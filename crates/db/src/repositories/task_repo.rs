//! Repository for the `learning_tasks` table.

use learnhub_core::access::TaskScope;
use learnhub_core::types::DbId;
use sqlx::{PgConnection, PgExecutor, PgPool};

use crate::models::task::{CreateTask, Task, TaskProgressCountRow, UpdateTask};

/// Column list shared across queries to avoid repetition.
const COLUMNS: &str = "id, course_id, title, description, task_type, sort_order, \
                        is_published, is_deleted, deleted_at, created_at, updated_at";

/// Provides CRUD, soft-delete and membership queries for tasks.
pub struct TaskRepo;

impl TaskRepo {
    /// Insert a task at an already-resolved `sort_order`.
    pub async fn create<'e, E>(
        executor: E,
        course_id: DbId,
        sort_order: i32,
        task_type: &str,
        input: &CreateTask,
    ) -> Result<Task, sqlx::Error>
    where
        E: PgExecutor<'e>,
    {
        let query = format!(
            "INSERT INTO learning_tasks (course_id, title, description, task_type, sort_order, is_published)
             VALUES ($1, $2, COALESCE($3, ''), $4, $5, COALESCE($6, false))
             RETURNING {COLUMNS}"
        );
        sqlx::query_as::<_, Task>(&query)
            .bind(course_id)
            .bind(&input.title)
            .bind(&input.description)
            .bind(task_type)
            .bind(sort_order)
            .bind(input.is_published)
            .fetch_one(executor)
            .await
    }

    /// Find a task by ID, soft-deleted rows included.
    pub async fn find_by_id<'e, E>(executor: E, id: DbId) -> Result<Option<Task>, sqlx::Error>
    where
        E: PgExecutor<'e>,
    {
        let query = format!("SELECT {COLUMNS} FROM learning_tasks WHERE id = $1");
        sqlx::query_as::<_, Task>(&query)
            .bind(id)
            .fetch_optional(executor)
            .await
    }

    /// Find a task and lock its row until the enclosing transaction ends.
    pub async fn find_for_update(
        conn: &mut PgConnection,
        id: DbId,
    ) -> Result<Option<Task>, sqlx::Error> {
        let query = format!("SELECT {COLUMNS} FROM learning_tasks WHERE id = $1 FOR UPDATE");
        sqlx::query_as::<_, Task>(&query)
            .bind(id)
            .fetch_optional(conn)
            .await
    }

    /// Tasks of a course in display order (`sort_order`, then id).
    pub async fn list_by_course(
        pool: &PgPool,
        course_id: DbId,
        scope: TaskScope,
    ) -> Result<Vec<Task>, sqlx::Error> {
        let visible_only = scope == TaskScope::PublishedOnly;
        let query = format!(
            "SELECT {COLUMNS} FROM learning_tasks
             WHERE course_id = $1
               AND ($2 = FALSE OR (is_published AND NOT is_deleted))
             ORDER BY sort_order, id"
        );
        sqlx::query_as::<_, Task>(&query)
            .bind(course_id)
            .bind(visible_only)
            .fetch_all(pool)
            .await
    }

    /// Highest `sort_order` in use for a course, `None` when it has no tasks.
    pub async fn max_sort_order<'e, E>(
        executor: E,
        course_id: DbId,
    ) -> Result<Option<i32>, sqlx::Error>
    where
        E: PgExecutor<'e>,
    {
        let row: (Option<i32>,) =
            sqlx::query_as("SELECT MAX(sort_order) FROM learning_tasks WHERE course_id = $1")
                .bind(course_id)
                .fetch_one(executor)
                .await?;
        Ok(row.0)
    }

    /// Update a task. Only non-`None` fields in `input` are applied.
    pub async fn update(
        pool: &PgPool,
        id: DbId,
        input: &UpdateTask,
    ) -> Result<Option<Task>, sqlx::Error> {
        let query = format!(
            "UPDATE learning_tasks SET
                title = COALESCE($2, title),
                description = COALESCE($3, description),
                sort_order = COALESCE($4, sort_order),
                is_published = COALESCE($5, is_published)
             WHERE id = $1
             RETURNING {COLUMNS}"
        );
        sqlx::query_as::<_, Task>(&query)
            .bind(id)
            .bind(&input.title)
            .bind(&input.description)
            .bind(input.sort_order)
            .bind(input.is_published)
            .fetch_optional(pool)
            .await
    }

    /// Soft-delete a task. Returns `true` if a row was marked deleted.
    pub async fn soft_delete<'e, E>(executor: E, id: DbId) -> Result<bool, sqlx::Error>
    where
        E: PgExecutor<'e>,
    {
        let result = sqlx::query(
            "UPDATE learning_tasks SET is_deleted = TRUE, deleted_at = NOW() \
             WHERE id = $1 AND NOT is_deleted",
        )
        .bind(id)
        .execute(executor)
        .await?;
        Ok(result.rows_affected() > 0)
    }

    /// Restore a soft-deleted task. Returns `true` if a row was restored.
    pub async fn restore<'e, E>(executor: E, id: DbId) -> Result<bool, sqlx::Error>
    where
        E: PgExecutor<'e>,
    {
        let result = sqlx::query(
            "UPDATE learning_tasks SET is_deleted = FALSE, deleted_at = NULL \
             WHERE id = $1 AND is_deleted",
        )
        .bind(id)
        .execute(executor)
        .await?;
        Ok(result.rows_affected() > 0)
    }

    /// In-progress and completed tallies for each requested task.
    ///
    /// Every existing task id gets a row, with zeros when nobody has started it.
    pub async fn progress_counts<'e, E>(
        executor: E,
        task_ids: &[DbId],
    ) -> Result<Vec<TaskProgressCountRow>, sqlx::Error>
    where
        E: PgExecutor<'e>,
    {
        sqlx::query_as::<_, TaskProgressCountRow>(
            "SELECT t.id AS task_id,
                    COUNT(p.id) FILTER (WHERE p.status = 'in_progress') AS in_progress,
                    COUNT(p.id) FILTER (WHERE p.status = 'completed') AS completed
             FROM learning_tasks t
             LEFT JOIN task_progress p ON p.task_id = t.id
             WHERE t.id = ANY($1)
             GROUP BY t.id
             ORDER BY t.id",
        )
        .bind(task_ids)
        .fetch_all(executor)
        .await
    }

    /// Ids of a course's non-deleted tasks, ascending. This is the snapshot task set.
    pub async fn live_task_ids<'e, E>(executor: E, course_id: DbId) -> Result<Vec<DbId>, sqlx::Error>
    where
        E: PgExecutor<'e>,
    {
        let rows: Vec<(DbId,)> = sqlx::query_as(
            "SELECT id FROM learning_tasks WHERE course_id = $1 AND NOT is_deleted ORDER BY id",
        )
        .bind(course_id)
        .fetch_all(executor)
        .await?;
        Ok(rows.into_iter().map(|(id,)| id).collect())
    }

    /// Like [`TaskRepo::live_task_ids`], locking the rows until the
    /// enclosing transaction ends.
    pub async fn lock_live_task_ids(
        conn: &mut PgConnection,
        course_id: DbId,
    ) -> Result<Vec<DbId>, sqlx::Error> {
        let rows: Vec<(DbId,)> = sqlx::query_as(
            "SELECT id FROM learning_tasks WHERE course_id = $1 AND NOT is_deleted
             ORDER BY id FOR UPDATE",
        )
        .bind(course_id)
        .fetch_all(conn)
        .await?;
        Ok(rows.into_iter().map(|(id,)| id).collect())
    }

    /// Number of non-deleted tasks, published or not.
    pub async fn count_live<'e, E>(executor: E, course_id: DbId) -> Result<i64, sqlx::Error>
    where
        E: PgExecutor<'e>,
    {
        let row: (i64,) = sqlx::query_as(
            "SELECT COUNT(*) FROM learning_tasks WHERE course_id = $1 AND NOT is_deleted",
        )
        .bind(course_id)
        .fetch_one(executor)
        .await?;
        Ok(row.0)
    }

    /// Make the live task set of a course exactly `task_ids`.
    ///
    /// Restores soft-deleted members of the set and soft-deletes live tasks
    /// outside it. Ids that belong to other courses are ignored.
    pub async fn reassign_live_set(
        conn: &mut PgConnection,
        course_id: DbId,
        task_ids: &[DbId],
    ) -> Result<(), sqlx::Error> {
        sqlx::query(
            "UPDATE learning_tasks SET is_deleted = FALSE, deleted_at = NULL
             WHERE course_id = $1 AND id = ANY($2) AND is_deleted",
        )
        .bind(course_id)
        .bind(task_ids)
        .execute(&mut *conn)
        .await?;

        sqlx::query(
            "UPDATE learning_tasks SET is_deleted = TRUE, deleted_at = NOW()
             WHERE course_id = $1 AND NOT (id = ANY($2)) AND NOT is_deleted",
        )
        .bind(course_id)
        .bind(task_ids)
        .execute(&mut *conn)
        .await?;

        Ok(())
    }
}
# # #
> WHAT YOU WILL DO
Check each line of the records for the word "TaskScope" and extract those that contain it.

> THE COMPLETED TASK
use learnhub_core::access::TaskScope;
        scope: TaskScope,
        let visible_only = scope == TaskScope::PublishedOnly;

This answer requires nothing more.